[[ Information supplied, beginning ]]
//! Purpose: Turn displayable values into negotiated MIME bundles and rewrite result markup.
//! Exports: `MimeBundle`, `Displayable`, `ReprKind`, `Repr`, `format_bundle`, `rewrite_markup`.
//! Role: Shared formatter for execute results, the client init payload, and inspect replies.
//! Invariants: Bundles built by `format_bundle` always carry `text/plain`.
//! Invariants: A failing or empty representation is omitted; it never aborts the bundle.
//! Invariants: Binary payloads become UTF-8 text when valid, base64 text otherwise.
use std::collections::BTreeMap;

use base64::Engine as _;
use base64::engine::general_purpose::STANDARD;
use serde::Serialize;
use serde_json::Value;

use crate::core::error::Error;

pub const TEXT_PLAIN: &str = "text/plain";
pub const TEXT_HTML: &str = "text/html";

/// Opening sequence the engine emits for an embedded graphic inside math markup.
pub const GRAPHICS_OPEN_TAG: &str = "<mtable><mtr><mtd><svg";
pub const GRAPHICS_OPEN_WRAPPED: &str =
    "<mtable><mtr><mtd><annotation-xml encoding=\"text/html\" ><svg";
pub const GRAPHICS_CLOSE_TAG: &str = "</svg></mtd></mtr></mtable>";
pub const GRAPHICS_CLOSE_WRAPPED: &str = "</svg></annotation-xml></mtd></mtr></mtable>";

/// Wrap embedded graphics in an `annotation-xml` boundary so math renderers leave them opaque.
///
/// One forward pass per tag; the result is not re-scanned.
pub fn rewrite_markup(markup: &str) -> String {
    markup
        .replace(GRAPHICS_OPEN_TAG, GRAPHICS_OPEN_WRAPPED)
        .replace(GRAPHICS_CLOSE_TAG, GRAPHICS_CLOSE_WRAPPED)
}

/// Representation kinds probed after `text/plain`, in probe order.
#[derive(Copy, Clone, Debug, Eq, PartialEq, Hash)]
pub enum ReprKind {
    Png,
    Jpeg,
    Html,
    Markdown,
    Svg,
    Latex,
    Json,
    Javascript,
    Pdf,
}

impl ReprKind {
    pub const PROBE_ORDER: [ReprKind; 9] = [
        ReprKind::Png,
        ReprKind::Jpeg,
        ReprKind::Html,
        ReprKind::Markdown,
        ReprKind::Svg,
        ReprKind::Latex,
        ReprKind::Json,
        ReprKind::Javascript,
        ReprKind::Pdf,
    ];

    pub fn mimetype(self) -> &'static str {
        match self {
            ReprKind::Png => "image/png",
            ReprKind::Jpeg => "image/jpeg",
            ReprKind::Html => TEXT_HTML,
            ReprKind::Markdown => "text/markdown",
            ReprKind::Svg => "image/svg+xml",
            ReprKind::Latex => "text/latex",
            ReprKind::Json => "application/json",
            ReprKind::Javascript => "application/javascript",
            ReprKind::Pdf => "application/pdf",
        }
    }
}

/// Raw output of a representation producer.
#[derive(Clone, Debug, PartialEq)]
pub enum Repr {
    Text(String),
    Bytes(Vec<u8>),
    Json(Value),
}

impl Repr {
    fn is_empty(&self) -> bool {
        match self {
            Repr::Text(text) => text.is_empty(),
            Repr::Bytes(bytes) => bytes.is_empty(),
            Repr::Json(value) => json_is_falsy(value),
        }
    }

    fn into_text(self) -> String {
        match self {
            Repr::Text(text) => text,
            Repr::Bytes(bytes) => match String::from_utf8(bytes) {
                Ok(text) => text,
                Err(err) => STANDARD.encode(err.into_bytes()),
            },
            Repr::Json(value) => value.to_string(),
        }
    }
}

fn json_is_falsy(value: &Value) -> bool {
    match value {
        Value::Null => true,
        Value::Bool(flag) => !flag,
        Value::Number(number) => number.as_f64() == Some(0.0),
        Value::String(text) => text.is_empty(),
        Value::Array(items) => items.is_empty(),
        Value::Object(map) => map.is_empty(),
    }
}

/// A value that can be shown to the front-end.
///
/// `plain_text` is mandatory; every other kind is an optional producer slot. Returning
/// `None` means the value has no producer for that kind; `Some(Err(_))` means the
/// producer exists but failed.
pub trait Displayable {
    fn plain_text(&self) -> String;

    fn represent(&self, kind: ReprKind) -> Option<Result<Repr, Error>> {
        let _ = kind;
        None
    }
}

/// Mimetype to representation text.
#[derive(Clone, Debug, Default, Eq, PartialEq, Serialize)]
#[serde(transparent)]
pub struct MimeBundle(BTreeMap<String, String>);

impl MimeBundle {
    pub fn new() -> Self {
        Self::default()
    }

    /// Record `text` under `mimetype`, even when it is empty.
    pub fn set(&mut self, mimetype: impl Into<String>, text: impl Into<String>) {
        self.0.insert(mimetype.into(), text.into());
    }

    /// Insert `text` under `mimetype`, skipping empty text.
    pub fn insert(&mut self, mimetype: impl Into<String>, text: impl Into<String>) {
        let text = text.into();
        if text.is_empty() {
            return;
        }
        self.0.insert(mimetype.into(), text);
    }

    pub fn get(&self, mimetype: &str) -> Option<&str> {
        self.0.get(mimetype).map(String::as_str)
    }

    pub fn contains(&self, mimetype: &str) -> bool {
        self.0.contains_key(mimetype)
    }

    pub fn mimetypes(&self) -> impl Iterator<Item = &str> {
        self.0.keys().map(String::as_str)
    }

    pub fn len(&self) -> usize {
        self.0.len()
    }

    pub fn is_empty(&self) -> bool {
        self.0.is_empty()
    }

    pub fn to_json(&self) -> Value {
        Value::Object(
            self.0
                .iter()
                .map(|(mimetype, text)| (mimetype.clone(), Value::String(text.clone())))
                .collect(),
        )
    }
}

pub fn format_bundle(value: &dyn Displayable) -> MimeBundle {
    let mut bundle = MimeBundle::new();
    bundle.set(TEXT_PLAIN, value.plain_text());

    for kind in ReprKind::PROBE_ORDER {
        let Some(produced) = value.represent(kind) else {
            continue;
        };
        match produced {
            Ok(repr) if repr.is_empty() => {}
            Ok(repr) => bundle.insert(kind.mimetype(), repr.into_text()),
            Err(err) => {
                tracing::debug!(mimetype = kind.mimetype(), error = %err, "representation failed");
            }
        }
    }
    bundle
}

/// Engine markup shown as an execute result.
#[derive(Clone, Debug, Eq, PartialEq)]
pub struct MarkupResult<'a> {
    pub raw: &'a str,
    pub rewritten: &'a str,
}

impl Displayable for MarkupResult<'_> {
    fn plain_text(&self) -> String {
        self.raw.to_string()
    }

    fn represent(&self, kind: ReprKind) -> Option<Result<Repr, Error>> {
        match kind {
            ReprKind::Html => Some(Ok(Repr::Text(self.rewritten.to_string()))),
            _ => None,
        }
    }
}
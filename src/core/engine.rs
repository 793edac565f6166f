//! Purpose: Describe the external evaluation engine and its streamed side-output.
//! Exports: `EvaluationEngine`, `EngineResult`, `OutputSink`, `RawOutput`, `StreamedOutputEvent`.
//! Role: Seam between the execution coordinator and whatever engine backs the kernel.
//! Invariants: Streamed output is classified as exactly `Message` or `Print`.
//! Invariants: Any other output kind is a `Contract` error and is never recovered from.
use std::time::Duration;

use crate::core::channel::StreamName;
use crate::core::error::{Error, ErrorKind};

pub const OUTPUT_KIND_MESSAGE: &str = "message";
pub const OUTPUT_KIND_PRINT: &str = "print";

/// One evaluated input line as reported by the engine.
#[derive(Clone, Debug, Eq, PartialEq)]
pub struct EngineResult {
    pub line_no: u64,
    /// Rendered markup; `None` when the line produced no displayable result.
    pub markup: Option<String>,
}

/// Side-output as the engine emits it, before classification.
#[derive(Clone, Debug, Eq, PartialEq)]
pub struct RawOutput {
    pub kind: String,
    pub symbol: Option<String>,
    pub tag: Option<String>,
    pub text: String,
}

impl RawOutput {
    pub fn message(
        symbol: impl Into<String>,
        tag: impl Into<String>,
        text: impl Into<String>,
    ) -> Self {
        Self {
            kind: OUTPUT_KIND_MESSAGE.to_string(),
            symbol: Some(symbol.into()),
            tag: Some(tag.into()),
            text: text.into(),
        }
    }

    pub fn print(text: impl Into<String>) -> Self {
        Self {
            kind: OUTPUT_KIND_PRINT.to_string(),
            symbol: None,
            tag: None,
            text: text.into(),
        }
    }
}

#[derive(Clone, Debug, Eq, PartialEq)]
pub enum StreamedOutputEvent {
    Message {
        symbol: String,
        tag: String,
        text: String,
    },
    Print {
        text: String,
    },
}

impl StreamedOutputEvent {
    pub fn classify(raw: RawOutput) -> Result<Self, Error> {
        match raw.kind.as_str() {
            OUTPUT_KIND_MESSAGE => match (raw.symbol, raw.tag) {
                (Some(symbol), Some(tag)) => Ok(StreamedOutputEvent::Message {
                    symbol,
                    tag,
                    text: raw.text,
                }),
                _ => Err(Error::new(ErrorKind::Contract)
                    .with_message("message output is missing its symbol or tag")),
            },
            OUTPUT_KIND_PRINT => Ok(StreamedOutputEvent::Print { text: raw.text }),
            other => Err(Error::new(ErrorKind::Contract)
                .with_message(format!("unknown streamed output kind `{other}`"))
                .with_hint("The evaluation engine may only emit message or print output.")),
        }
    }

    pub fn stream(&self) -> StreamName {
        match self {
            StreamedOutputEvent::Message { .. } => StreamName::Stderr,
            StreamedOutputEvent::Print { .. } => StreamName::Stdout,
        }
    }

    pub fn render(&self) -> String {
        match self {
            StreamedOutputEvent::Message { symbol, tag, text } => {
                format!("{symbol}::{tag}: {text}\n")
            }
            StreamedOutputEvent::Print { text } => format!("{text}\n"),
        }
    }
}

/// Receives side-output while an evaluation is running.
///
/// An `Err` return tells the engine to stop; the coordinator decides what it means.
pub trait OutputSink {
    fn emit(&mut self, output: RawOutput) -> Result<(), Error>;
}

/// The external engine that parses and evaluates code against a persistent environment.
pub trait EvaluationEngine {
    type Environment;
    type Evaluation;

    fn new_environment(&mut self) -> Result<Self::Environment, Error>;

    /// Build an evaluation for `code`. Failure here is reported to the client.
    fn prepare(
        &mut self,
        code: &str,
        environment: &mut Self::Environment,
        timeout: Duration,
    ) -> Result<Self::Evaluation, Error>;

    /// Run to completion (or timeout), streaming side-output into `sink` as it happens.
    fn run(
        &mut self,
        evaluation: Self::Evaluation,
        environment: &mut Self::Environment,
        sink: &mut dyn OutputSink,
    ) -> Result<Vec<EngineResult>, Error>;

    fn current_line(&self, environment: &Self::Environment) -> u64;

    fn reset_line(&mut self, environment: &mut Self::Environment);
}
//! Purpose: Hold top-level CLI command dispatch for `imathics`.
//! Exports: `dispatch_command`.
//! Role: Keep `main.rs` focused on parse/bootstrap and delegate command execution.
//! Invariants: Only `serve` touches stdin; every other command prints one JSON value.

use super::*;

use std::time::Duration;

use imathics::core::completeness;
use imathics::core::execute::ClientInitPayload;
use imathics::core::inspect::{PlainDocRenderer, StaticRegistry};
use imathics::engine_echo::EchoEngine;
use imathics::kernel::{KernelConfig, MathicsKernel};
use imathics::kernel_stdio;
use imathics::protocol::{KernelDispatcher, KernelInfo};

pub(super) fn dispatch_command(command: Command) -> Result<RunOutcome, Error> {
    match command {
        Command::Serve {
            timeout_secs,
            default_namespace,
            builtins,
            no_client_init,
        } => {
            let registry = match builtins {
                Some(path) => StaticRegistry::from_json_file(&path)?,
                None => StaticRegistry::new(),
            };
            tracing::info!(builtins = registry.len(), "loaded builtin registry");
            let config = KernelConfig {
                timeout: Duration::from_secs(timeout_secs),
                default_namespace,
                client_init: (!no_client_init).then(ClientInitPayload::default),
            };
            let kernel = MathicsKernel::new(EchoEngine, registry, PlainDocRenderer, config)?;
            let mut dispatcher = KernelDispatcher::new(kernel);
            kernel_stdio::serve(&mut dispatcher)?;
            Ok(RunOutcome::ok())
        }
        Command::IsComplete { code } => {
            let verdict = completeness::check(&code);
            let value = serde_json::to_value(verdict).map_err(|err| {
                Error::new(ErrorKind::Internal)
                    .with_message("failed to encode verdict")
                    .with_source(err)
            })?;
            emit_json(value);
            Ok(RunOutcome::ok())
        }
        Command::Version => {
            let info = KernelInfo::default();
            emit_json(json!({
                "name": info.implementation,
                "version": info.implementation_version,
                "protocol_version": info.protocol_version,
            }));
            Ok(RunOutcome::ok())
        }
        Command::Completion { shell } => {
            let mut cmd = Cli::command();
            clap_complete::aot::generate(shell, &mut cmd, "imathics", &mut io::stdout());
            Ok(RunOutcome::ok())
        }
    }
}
[[ Information supplied, end ]]
Copy every line from the records above that contains the string "reported".

/// One evaluated input line as reported by the engine.
    /// Build an evaluation for `code`. Failure here is reported to the client.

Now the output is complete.